(Instructions to follow): Here are some entries; quote each one exactly.

==== Source data

//! Catalog of a remote collection: what there is to fetch.
//!
//! The core only needs a title and a URL per entry. Listing a playlist is
//! left to a [`CatalogSource`]; [`YtDlpCatalog`] asks yt-dlp for a flat
//! listing.

mod parse;
mod ytdlp;

pub use parse::parse_flat_playlist;
pub use ytdlp::YtDlpCatalog;

use serde::{Deserialize, Serialize};

use crate::process::ToolError;

/// One item to fetch. Titles may repeat within a catalog.
#[derive(Debug, Clone, PartialEq, Eq, Serialize, Deserialize)]
pub struct CatalogEntry {
    pub url: String,
    pub title: String,
}

impl CatalogEntry {
    pub fn new(url: impl Into<String>, title: impl Into<String>) -> Self {
        Self {
            url: url.into(),
            title: title.into(),
        }
    }
}

/// A listed collection with the names used for its target directory.
#[derive(Debug, Clone, PartialEq, Eq)]
pub struct Catalog {
    pub title: String,
    pub channel: String,
    pub entries: Vec<CatalogEntry>,
}

#[derive(Debug, thiserror::Error)]
pub enum CatalogError {
    #[error(transparent)]
    Tool(#[from] ToolError),
    #[error("invalid playlist JSON: {0}")]
    Parse(#[from] serde_json::Error),
}

/// Lists the entries of a collection URL. Blocking.
pub trait CatalogSource {
    fn fetch_catalog(&self, url: &str) -> Result<Catalog, CatalogError>;
}
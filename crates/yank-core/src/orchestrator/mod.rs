//! Concurrent fetch orchestrator.
//!
//! Every catalog entry becomes a task that fingerprints its title and tries
//! to claim it in the shared [`FingerprintGuard`]. A lost claim means the
//! title is already on disk or another entry got it first: the entry is
//! skipped. A won claim calls the fetcher exactly once. Up to
//! `max_concurrent` tasks are in flight; the run returns only after every
//! task has reached a terminal outcome.

mod outcome;

pub use outcome::{Outcome, OutcomeStatus, RunReport};

use anyhow::Result;
use std::sync::Arc;
use tokio::task::JoinSet;

use crate::catalog::CatalogEntry;
use crate::fetch::Fetcher;
use crate::guard::{Claim, FingerprintGuard};
use crate::identity::title_fingerprint;

/// Runs catalog entries against a guard with a bounded number of tasks.
#[derive(Debug, Clone, Copy)]
pub struct FetchOrchestrator {
    max_concurrent: usize,
}

impl Default for FetchOrchestrator {
    fn default() -> Self {
        Self::new(4)
    }
}

impl FetchOrchestrator {
    /// `max_concurrent` is clamped to at least 1.
    pub fn new(max_concurrent: usize) -> Self {
        Self {
            max_concurrent: max_concurrent.max(1),
        }
    }

    pub fn max_concurrent(&self) -> usize {
        self.max_concurrent
    }

    /// Processes every entry and returns one outcome per entry, in completion
    /// order. A failed fetch is recorded and never stops its siblings.
    pub async fn run<F>(
        &self,
        entries: Vec<CatalogEntry>,
        guard: Arc<FingerprintGuard>,
        fetcher: Arc<F>,
    ) -> Result<RunReport>
    where
        F: Fetcher + ?Sized + 'static,
    {
        let total = entries.len();
        let mut pending = entries.into_iter().enumerate();
        let mut join_set = JoinSet::new();
        let mut report = RunReport {
            outcomes: Vec::with_capacity(total),
        };

        loop {
            while join_set.len() < self.max_concurrent {
                let Some((index, entry)) = pending.next() else {
                    break;
                };
                let guard = Arc::clone(&guard);
                let fetcher = Arc::clone(&fetcher);
                join_set.spawn(process_entry(index, entry, guard, fetcher));
            }

            let Some(res) = join_set.join_next().await else {
                break;
            };
            let outcome = res.map_err(|e| anyhow::anyhow!("fetch task join: {}", e))?;
            report.outcomes.push(outcome);
        }

        tracing::info!(
            total,
            downloaded = report.count(OutcomeStatus::Succeeded),
            skipped = report.count(OutcomeStatus::Skipped),
            failed = report.count(OutcomeStatus::Failed),
            "all entries processed"
        );
        Ok(report)
    }
}

async fn process_entry<F>(
    index: usize,
    entry: CatalogEntry,
    guard: Arc<FingerprintGuard>,
    fetcher: Arc<F>,
) -> Outcome
where
    F: Fetcher + ?Sized + 'static,
{
    let fingerprint = title_fingerprint(&entry.title);

    match guard.claim(&fingerprint) {
        Claim::Won => {}
        Claim::OnDisk => {
            tracing::info!(index, title = %entry.title, %fingerprint, "already downloaded");
            return Outcome::new(index, entry, fingerprint, OutcomeStatus::Skipped);
        }
        Claim::Taken => {
            tracing::info!(
                index,
                title = %entry.title,
                %fingerprint,
                "same title claimed by another entry"
            );
            return Outcome::new(index, entry, fingerprint, OutcomeStatus::Skipped);
        }
    }

    tracing::info!(index, title = %entry.title, %fingerprint, "downloading");
    let task_entry = entry.clone();
    let result = tokio::task::spawn_blocking(move || fetcher.fetch(&task_entry)).await;

    match result {
        Ok(Ok(())) => {
            tracing::info!(index, title = %entry.title, "download finished");
            Outcome::new(index, entry, fingerprint, OutcomeStatus::Succeeded)
        }
        Ok(Err(e)) => {
            tracing::warn!(index, title = %entry.title, "download failed: {}", e);
            Outcome::failed(index, entry, fingerprint, e.to_string())
        }
        Err(e) => {
            tracing::warn!(index, title = %entry.title, "download task aborted: {}", e);
            Outcome::failed(index, entry, fingerprint, format!("fetch task aborted: {}", e))
        }
    }
}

========

(Answer to this exercise):
//! Catalog of a remote collection: what there is to fetch.
//!
//! The core only needs a title and a URL per entry. Listing a playlist is
//! left to a [`CatalogSource`]; [`YtDlpCatalog`] asks yt-dlp for a flat
//! listing.

mod parse;
mod ytdlp;

pub use parse::parse_flat_playlist;
pub use ytdlp::YtDlpCatalog;

use serde::{Deserialize, Serialize};

use crate::process::ToolError;

/// One item to fetch. Titles may repeat within a catalog.
#[derive(Debug, Clone, PartialEq, Eq, Serialize, Deserialize)]
pub struct CatalogEntry {
    pub url: String,
    pub title: String,
}

impl CatalogEntry {
    pub fn new(url: impl Into<String>, title: impl Into<String>) -> Self {
        Self {
            url: url.into(),
            title: title.into(),
        }
    }
}

/// A listed collection with the names used for its target directory.
#[derive(Debug, Clone, PartialEq, Eq)]
pub struct Catalog {
    pub title: String,
    pub channel: String,
    pub entries: Vec<CatalogEntry>,
}

#[derive(Debug, thiserror::Error)]
pub enum CatalogError {
    #[error(transparent)]
    Tool(#[from] ToolError),
    #[error("invalid playlist JSON: {0}")]
    Parse(#[from] serde_json::Error),
}

/// Lists the entries of a collection URL. Blocking.
pub trait CatalogSource {
    fn fetch_catalog(&self, url: &str) -> Result<Catalog, CatalogError>;
}
filename crates/yank-core/src/orchestrator/mod.rs
//! Concurrent fetch orchestrator.
//!
//! Every catalog entry becomes a task that fingerprints its title and tries
//! to claim it in the shared [`FingerprintGuard`]. A lost claim means the
//! title is already on disk or another entry got it first: the entry is
//! skipped. A won claim calls the fetcher exactly once. Up to
//! `max_concurrent` tasks are in flight; the run returns only after every
//! task has reached a terminal outcome.

mod outcome;

pub use outcome::{Outcome, OutcomeStatus, RunReport};

use anyhow::Result;
use std::sync::Arc;
use tokio::task::JoinSet;

use crate::catalog::CatalogEntry;
use crate::fetch::Fetcher;
use crate::guard::{Claim, FingerprintGuard};
use crate::identity::title_fingerprint;

/// Runs catalog entries against a guard with a bounded number of tasks.
#[derive(Debug, Clone, Copy)]
pub struct FetchOrchestrator {
    max_concurrent: usize,
}

impl Default for FetchOrchestrator {
    fn default() -> Self {
        Self::new(4)
    }
}

impl FetchOrchestrator {
    /// `max_concurrent` is clamped to at least 1.
    pub fn new(max_concurrent: usize) -> Self {
        Self {
            max_concurrent: max_concurrent.max(1),
        }
    }

    pub fn max_concurrent(&self) -> usize {
        self.max_concurrent
    }

    /// Processes every entry and returns one outcome per entry, in completion
    /// order. A failed fetch is recorded and never stops its siblings.
    pub async fn run<F>(
        &self,
        entries: Vec<CatalogEntry>,
        guard: Arc<FingerprintGuard>,
        fetcher: Arc<F>,
    ) -> Result<RunReport>
    where
        F: Fetcher + ?Sized + 'static,
    {
        let total = entries.len();
        let mut pending = entries.into_iter().enumerate();
        let mut join_set = JoinSet::new();
        let mut report = RunReport {
            outcomes: Vec::with_capacity(total),
        };

        loop {
            while join_set.len() < self.max_concurrent {
                let Some((index, entry)) = pending.next() else {
                    break;
                };
                let guard = Arc::clone(&guard);
                let fetcher = Arc::clone(&fetcher);
                join_set.spawn(process_entry(index, entry, guard, fetcher));
            }

            let Some(res) = join_set.join_next().await else {
                break;
            };
            let outcome = res.map_err(|e| anyhow::anyhow!("fetch task join: {}", e))?;
            report.outcomes.push(outcome);
        }

        tracing::info!(
            total,
            downloaded = report.count(OutcomeStatus::Succeeded),
            skipped = report.count(OutcomeStatus::Skipped),
            failed = report.count(OutcomeStatus::Failed),
            "all entries processed"
        );
        Ok(report)
    }
}

async fn process_entry<F>(
    index: usize,
    entry: CatalogEntry,
    guard: Arc<FingerprintGuard>,
    fetcher: Arc<F>,
) -> Outcome
where
    F: Fetcher + ?Sized + 'static,
{
    let fingerprint = title_fingerprint(&entry.title);

    match guard.claim(&fingerprint) {
        Claim::Won => {}
        Claim::OnDisk => {
            tracing::info!(index, title = %entry.title, %fingerprint, "already downloaded");
            return Outcome::new(index, entry, fingerprint, OutcomeStatus::Skipped);
        }
        Claim::Taken => {
            tracing::info!(
                index,
                title = %entry.title,
                %fingerprint,
                "same title claimed by another entry"
            );
            return Outcome::new(index, entry, fingerprint, OutcomeStatus::Skipped);
        }
    }

    tracing::info!(index, title = %entry.title, %fingerprint, "downloading");
    let task_entry = entry.clone();
    let result = tokio::task::spawn_blocking(move || fetcher.fetch(&task_entry)).await;

    match result {
        Ok(Ok(())) => {
            tracing::info!(index, title = %entry.title, "download finished");
            Outcome::new(index, entry, fingerprint, OutcomeStatus::Succeeded)
        }
        Ok(Err(e)) => {
            tracing::warn!(index, title = %entry.title, "download failed: {}", e);
            Outcome::failed(index, entry, fingerprint, e.to_string())
        }
        Err(e) => {
            tracing::warn!(index, title = %entry.title, "download task aborted: {}", e);
            Outcome::failed(index, entry, fingerprint, format!("fetch task aborted: {}", e))
        }
    }
}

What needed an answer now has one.